CXCL10-induced RANKL expression in human T cells seems to be mediated by Gαi subunits of CXCR3, which is a well-known receptor for CXCL9, CXCL10, and CXCL11. CXCR3 is a G protein-coupled, seven-transmembrane receptor and has heterotrimeric G proteins consisting of α, β, and γ subunits. The G protein resides attached to the intracellular face of the plasma membrane in an inactive form consisting of the Gα subunit bound to GDP, a structure that is stabilized by interaction with the βγ dimer. Upon interaction with the receptor, Gα protein becomes activated, causing GDP exchange for GTP. The GTP-binding proteins are classified by the signaling events they instigate, of which there are four major families: Gαi/o, Gαq/11, Gα12/13, and Gαs [25, 26]. T lymphocytes usually express Gαi, which plays a major role in chemotaxis, proliferation, and differentiation of various cells [27, 28]. In our experiment, depletion of Gαi subunit by siRNA or PTX suppressed the RANKL basal level and CXCL10-induced RANKL expression in Jurkat T cells. These results suggest that the Gαi subunit of CXCR3 in T lymphocytes mediates CXCL10-induced RANKL expression and may contribute to osteoclastogenesis.

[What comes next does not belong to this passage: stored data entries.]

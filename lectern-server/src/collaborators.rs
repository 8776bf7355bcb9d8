//! Host-side implementations of the core's collaborator interfaces.

use async_trait::async_trait;
use tracing::info;

use lectern_core::collaborators::{EnrollmentNotifier, PlaybackUrlResolver};
use lectern_model::{CourseId, CourseStatus, UserId};

/// Resolves storage ids against the configured media base URL.
///
/// Real deployments put a signing CDN here; the path shape is the contract,
/// the signature scheme is the host's business.
#[derive(Debug, Clone)]
pub struct MediaUrlResolver {
    base_url: String,
}

impl MediaUrlResolver {
    pub fn new(base_url: impl Into<String>) -> Self {
        let mut base_url = base_url.into();
        while base_url.ends_with('/') {
            base_url.pop();
        }
        Self { base_url }
    }
}

impl PlaybackUrlResolver for MediaUrlResolver {
    fn signed_url(&self, storage_id: &str) -> String {
        format!("{}/{storage_id}/playback", self.base_url)
    }
}

/// Logs platform events instead of delivering them anywhere.
///
/// Stands in until the notification service is wired up; the interface is
/// fire-and-forget so swapping it in changes nothing upstream.
#[derive(Debug, Clone, Default)]
pub struct LoggingNotifier;

#[async_trait]
impl EnrollmentNotifier for LoggingNotifier {
    async fn enrollment_created(&self, user_id: UserId, course_id: CourseId) {
        info!(%user_id, %course_id, "event: enrollment created");
    }

    async fn course_status_changed(&self, course_id: CourseId, status: CourseStatus) {
        info!(%course_id, status = status.as_str(), "event: course status changed");
    }
}
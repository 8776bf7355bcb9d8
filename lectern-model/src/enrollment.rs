use chrono::{DateTime, Utc};

use crate::ids::{CourseId, EnrollmentId, LectureId, UserId};

/// A learner's access grant to one course, created at payment capture.
///
/// `progress` and `completed` are derived from the completed-lecture set and
/// recomputed on each completion event; `last_lecture_id` is a resume
/// pointer, not an ownership reference.
#[derive(Debug, Clone, PartialEq)]
#[cfg_attr(feature = "serde", derive(serde::Serialize, serde::Deserialize))]
pub struct Enrollment {
    pub id: EnrollmentId,
    pub user_id: UserId,
    pub course_id: CourseId,
    /// Completion percentage, 0..=100.
    pub progress: i32,
    pub completed: bool,
    pub last_lecture_id: Option<LectureId>,
    pub enrolled_at: DateTime<Utc>,
    pub last_accessed_at: DateTime<Utc>,
}
use async_trait::async_trait;
#[cfg(any(test, feature = "mocks"))]
use mockall::automock;

use lectern_model::{CourseId, Enrollment, EnrollmentId, LectureId, UserId};

use crate::error::Result;

/// Persistence port for enrollments and their completed-lecture sets.
#[cfg_attr(any(test, feature = "mocks"), automock)]
#[async_trait]
pub trait EnrollmentsRepository: Send + Sync {
    /// Create the enrollment for a (user, course) pair.
    ///
    /// The pair is unique; a duplicate maps to `CoreError::Conflict` so a
    /// re-delivered payment event is rejected rather than re-applied.
    async fn create(&self, user_id: UserId, course_id: CourseId) -> Result<Enrollment>;
    async fn get(&self, user_id: UserId, course_id: CourseId) -> Result<Option<Enrollment>>;
    async fn get_by_id(&self, id: EnrollmentId) -> Result<Option<Enrollment>>;
    /// Admin revoke; removes the record entirely.
    async fn delete(&self, id: EnrollmentId) -> Result<()>;

    /// Update the resume pointer and last-access time unconditionally.
    async fn touch_last_access(&self, id: EnrollmentId, lecture_id: LectureId) -> Result<()>;

    /// Insert into the completed set with `ON CONFLICT DO NOTHING`.
    ///
    /// Returns `true` only when the row was newly inserted, i.e. on the
    /// false -> true completion transition; a retried beacon returns `false`.
    async fn add_completed_lecture(&self, id: EnrollmentId, lecture_id: LectureId)
    -> Result<bool>;

    /// Completed-set entries still pointing at active lectures of the
    /// enrollment's course (prune-on-read: deleted lectures drop out of the
    /// numerator together with the denominator).
    async fn count_completed_active_lectures(&self, id: EnrollmentId) -> Result<i64>;

    /// Raw completed-set ids, for the learner content view.
    async fn completed_lecture_ids(&self, id: EnrollmentId) -> Result<Vec<LectureId>>;

    async fn set_progress(&self, id: EnrollmentId, progress: i32, completed: bool)
    -> Result<()>;
}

Our data showed that CXCL10 levels in sera and synovial fluid in patients with RA were significantly higher than those of patients with OA. CXCL10 expression in RA synoviocytes is upregulated by TNF-α, which is a major pathologic cytokine in RA. The increased amount of CXCL10 and TNF-α may recruit osteoclast precursor cells, induce RANKL, and then induce osteoclastogenesis. This kind of auto- or paracrine amplification loop may contribute to chronic bone destructive damage in inflamed RA joints.

Conclusions

CXCL10 increased RANKL expression in CD4+ T cells and was mediated by Gαi subunits of CXCR3. In addition to having a role in the recruitment of proinflammatory cells, CXCL10 may have a potential role in osteoclastogenesis of RA synovial tissue and subsequent joint erosion.